Early on, sharing root accounts or static keys across teams was common, but this approach made tracking and revoking access difficult after incidents. This is why IAM, centered on role-based access control and temporary credentials, became the default security model.
IAM combines users, groups, roles, and policies to define permissions. People receive console and CLI access, while services assume roles to access other AWS resources with temporary credentials. In multi-account setups, IAM Identity Center can centrally manage access across accounts.
IAM and Cognito both look like authentication, but they serve different audiences. IAM handles permissions for people and services within an AWS account, while Cognito handles login and token issuance for application end users. If the problem is console, CLI, or service-role access, look at IAM; if the problem is sign-up and login for app users, look at Cognito.

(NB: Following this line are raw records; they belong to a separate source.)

//! Page extraction: wiki markup in, canonical [`Character`](crate::model::Character) records out.
//!
//! ## Key Components
//!
//! - [`extract_table`](table::extract_table) - Reads one table into headers, keyed rows and note rows
//! - [`NoteClassifier`] - Splits notes into general notes and version-scoped notes (`A: ...`)
//! - [`MarkupReader`] - Classifies top-level tables and reads move tables and follow-up rows
//! - [`ChainLinker`] - Decides whether each parsed move is top-level or a follow-up, and of what
//! - [`GraphBuilder`] - Walks a whole character page and produces a [`CharacterBuild`]
//! - [`ExtractionJob`] - Runs the builder over every character found on the index page
//! - [`BuildDiagnostic`] - Non-fatal problems found while reading a page
//!
//! ## Page Walk
//!
//! A character page is processed in one pass over its section headings and top-level move
//! tables, in document order:
//!
//! 1. **Layout**: move lists come from toggle buttons, from two or more headings that contain a
//!    move-list keyword, or default to a single list named `Moves`.
//! 2. **Walk**: headings open sections, switch lists or announce follow-ups. Tables are
//!    classified as a move, a follow-ups header, a follow-up rows table, or something else.
//! 3. **Finalize**: drafts become canonical moves with derived variants; empty sections and
//!    lists are dropped.
//!
//! A record whose serialized size is below
//! [`min_record_bytes`](crate::config::ExtractSettings::min_record_bytes) is reported as
//! [`IncompleteExtraction`](crate::MovedexError::IncompleteExtraction) and never persisted.
//!
//! ```rust
//! use movedex_core::{codec::GraphBuilder, config::ExtractSettings};
//!
//! let settings = ExtractSettings { min_record_bytes: 0, ..Default::default() };
//! let builder = GraphBuilder::new(&settings).unwrap();
//! let html = r#"<h2>Specials</h2>
//! <table class="wikitable"><tr><th><big>Fireball</big><small>236A</small></th></tr></table>"#;
//! let (character, _diagnostics) = builder.build_unchecked(html, "Demo");
//! assert_eq!(character.movelists[0].moves[0].input.as_deref(), Some("236A"));
//! ```

pub mod batch;
pub mod builder;
pub mod diagnostic;
pub mod html;
pub mod index;
pub mod linker;
pub mod notes;
pub mod table;
pub mod variants;

pub use batch::{BatchSummary, DirPageSource, ExtractionJob, PageSource};
pub use builder::{CharacterBuild, GraphBuilder, MoveListLayout};
pub use diagnostic::BuildDiagnostic;
pub use html::{MarkupReader, TableShape};
pub use index::discover_characters;
pub use linker::ChainLinker;
pub use notes::{ClassifiedNotes, NoteClassifier};
pub use table::{extract_table, extract_table_html, ExtractedTable};
pub use variants::{finalize, DraftMove};
use std::{fmt, io, path::StripPrefixError};

use regex::Error as RegexError;
use serde::{Deserialize, Serialize};
use serde_json::Error as JsonError;
use thiserror::Error;

#[derive(Debug, Clone, PartialEq, Serialize, Deserialize, Error)]
pub enum MovedexError {
    #[error("Configuration error: {0}")]
    Config(String),
    #[error("Corpus load error: {0}")]
    CorpusLoad(String),
    #[error("Duplicate character '{0}': the first loaded record is kept")]
    DuplicateCharacter(String),
    #[error(
        "Incomplete extraction for '{character}': serialized record is {bytes} bytes, minimum is {minimum}"
    )]
    IncompleteExtraction {
        character: String,
        bytes: usize,
        minimum: usize,
    },
    #[error("Invalid navigation token: {0}")]
    InvalidToken(String),
    #[error("File System error: {0}")]
    Io(String),
    #[error("Markup error: {0}")]
    Markup(String),
    #[error("Item Not Found: {0}")]
    NotFound(String),
    #[error("(De)Serialization error: {0}")]
    Serialization(String),
    #[error("Page source error: {0}")]
    Source(String),
}

impl MovedexError {
    /// Soft failures are reported and skipped by batch jobs; everything else aborts the item.
    pub fn is_soft(&self) -> bool {
        matches!(
            self,
            MovedexError::IncompleteExtraction { .. } | MovedexError::DuplicateCharacter(_)
        )
    }
}

impl From<StripPrefixError> for MovedexError {
    fn from(src: StripPrefixError) -> MovedexError {
        MovedexError::NotFound(format!("Strip prefix failed for path. Error: {src}"))
    }
}

impl From<toml::de::Error> for MovedexError {
    fn from(src: toml::de::Error) -> MovedexError {
        MovedexError::Config(format!("Toml deserialization error: {src}"))
    }
}

impl From<toml::ser::Error> for MovedexError {
    fn from(src: toml::ser::Error) -> MovedexError {
        MovedexError::Serialization(format!("Toml serialization error: {src}"))
    }
}

impl From<JsonError> for MovedexError {
    fn from(src: JsonError) -> MovedexError {
        MovedexError::Serialization(format!("JSON (de)serialization error: {src}"))
    }
}

impl From<io::Error> for MovedexError {
    fn from(x: io::Error) -> Self {
        match x.kind() {
            io::ErrorKind::NotFound => MovedexError::NotFound(format!("{x}")),
            _ => MovedexError::Io(format!("IOError: {}: {x}", x.kind())),
        }
    }
}

impl From<walkdir::Error> for MovedexError {
    fn from(x: walkdir::Error) -> Self {
        MovedexError::Io(format!("directory walk failed: {x}"))
    }
}

impl From<fmt::Error> for MovedexError {
    fn from(x: fmt::Error) -> Self {
        MovedexError::Serialization(format!("{x}"))
    }
}

impl From<RegexError> for MovedexError {
    fn from(x: RegexError) -> Self {
        MovedexError::Config(format!("Regex parse failed: {x}"))
    }
}

impl From<getrandom::Error> for MovedexError {
    fn from(x: getrandom::Error) -> Self {
        MovedexError::Io(format!("random source unavailable: {x}"))
    }
}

Commonly Compared Concepts
Cognito
User Authentication and Authorization
Both appear in authentication discussions, but IAM manages AWS internal user and service permissions while Cognito handles application end-user login and tokens.
VPC
Virtual Network Isolation
Both are used for security, but IAM controls who can perform which AWS operations while VPC controls which network boundaries resources communicate within.
KMS
Encryption Key Management
Both are security services, but IAM defines who can access which resources while KMS defines which keys encrypt that data.
WAF
Web Application Firewall
Both are security services, but IAM controls AWS resource access based on credentials while WAF filters incoming HTTP requests at public endpoints.
Well-suited for separating team permissions, controlling service-to-service calls, assigning deployment pipeline access, designing least-privilege policies, and governing multi-account AWS access. It is not the layer that directly provides end-user sign-in flows or manages encryption keys themselves.